Reproduce, with no alteration, the span of lines that begins at the line containing "#[tokio::main]" and ends at the last line of the records, both ends included, and nothing else.

Content starts

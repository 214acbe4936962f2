//! Example host binary: loads a guest module, builds a registry with one `httpbin`-style
//! backend, warms an instance pool, and serves downstream HTTP on `127.0.0.1:7878`.

use std::env;
use std::net::SocketAddr;
use std::sync::Arc;

use wasmtime::Module;
use xqd_runtime::instance::{build_engine, spawn_epoch_ticker};
use xqd_runtime::pool::Pool;
use xqd_runtime::registry::{RegistryBuilder, RuntimeConfig};
use xqd_runtime::server;

#[tokio::main]
async fn main() -> anyhow::Result<()> {
    tracing_subscriber::fmt()
        .with_env_filter(tracing_subscriber::EnvFilter::from_default_env())
        .init();

    let module_path = env::args()
        .nth(1)
        .unwrap_or_else(|| "guest.wasm".to_string());

    let config = RuntimeConfig::default();
    let engine = build_engine()?;
    let module = Module::from_file(&engine, &module_path)?;

    let registry = RegistryBuilder::new(config)
        .with_backend(xqd_runtime::backend::Backend::new("httpbin", "https://httpbin.org"))
        .build();

    let pool = Arc::new(Pool::new(engine.clone(), module, registry.clone()));
    pool.warmup(registry.config.pool_capacity)?;

    spawn_epoch_ticker(engine, registry.config.epoch_tick_interval);

    let addr: SocketAddr = env::var("XQD_HOST_ADDR")
        .ok()
        .and_then(|s| s.parse().ok())
        .unwrap_or_else(|| "127.0.0.1:7878".parse().unwrap());

    server::serve(addr, pool).await
}
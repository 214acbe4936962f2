//! HTTP domain objects and the `xqd_req_*` / `xqd_resp_*` / `xqd_body_*` / `xqd_purge_*` ABI
//! surface (§4.4-§4.7, §4.12).

pub mod body;
pub mod purge;
pub mod request;
pub mod response;

pub use body::BodyObj;
pub use request::RequestObj;
pub use response::ResponseObj;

Content ends

→ RESULT BELOW
#[tokio::main]
async fn main() -> anyhow::Result<()> {
    tracing_subscriber::fmt()
        .with_env_filter(tracing_subscriber::EnvFilter::from_default_env())
        .init();

    let module_path = env::args()
        .nth(1)
        .unwrap_or_else(|| "guest.wasm".to_string());

    let config = RuntimeConfig::default();
    let engine = build_engine()?;
    let module = Module::from_file(&engine, &module_path)?;

    let registry = RegistryBuilder::new(config)
        .with_backend(xqd_runtime::backend::Backend::new("httpbin", "https://httpbin.org"))
        .build();

    let pool = Arc::new(Pool::new(engine.clone(), module, registry.clone()));
    pool.warmup(registry.config.pool_capacity)?;

    spawn_epoch_ticker(engine, registry.config.epoch_tick_interval);

    let addr: SocketAddr = env::var("XQD_HOST_ADDR")
        .ok()
        .and_then(|s| s.parse().ok())
        .unwrap_or_else(|| "127.0.0.1:7878".parse().unwrap());

    server::serve(addr, pool).await
}
repository 214acbe4936962f2
//! HTTP domain objects and the `xqd_req_*` / `xqd_resp_*` / `xqd_body_*` / `xqd_purge_*` ABI
//! surface (§4.4-§4.7, §4.12).

pub mod body;
pub mod purge;
pub mod request;
pub mod response;

pub use body::BodyObj;
pub use request::RequestObj;
pub use response::ResponseObj;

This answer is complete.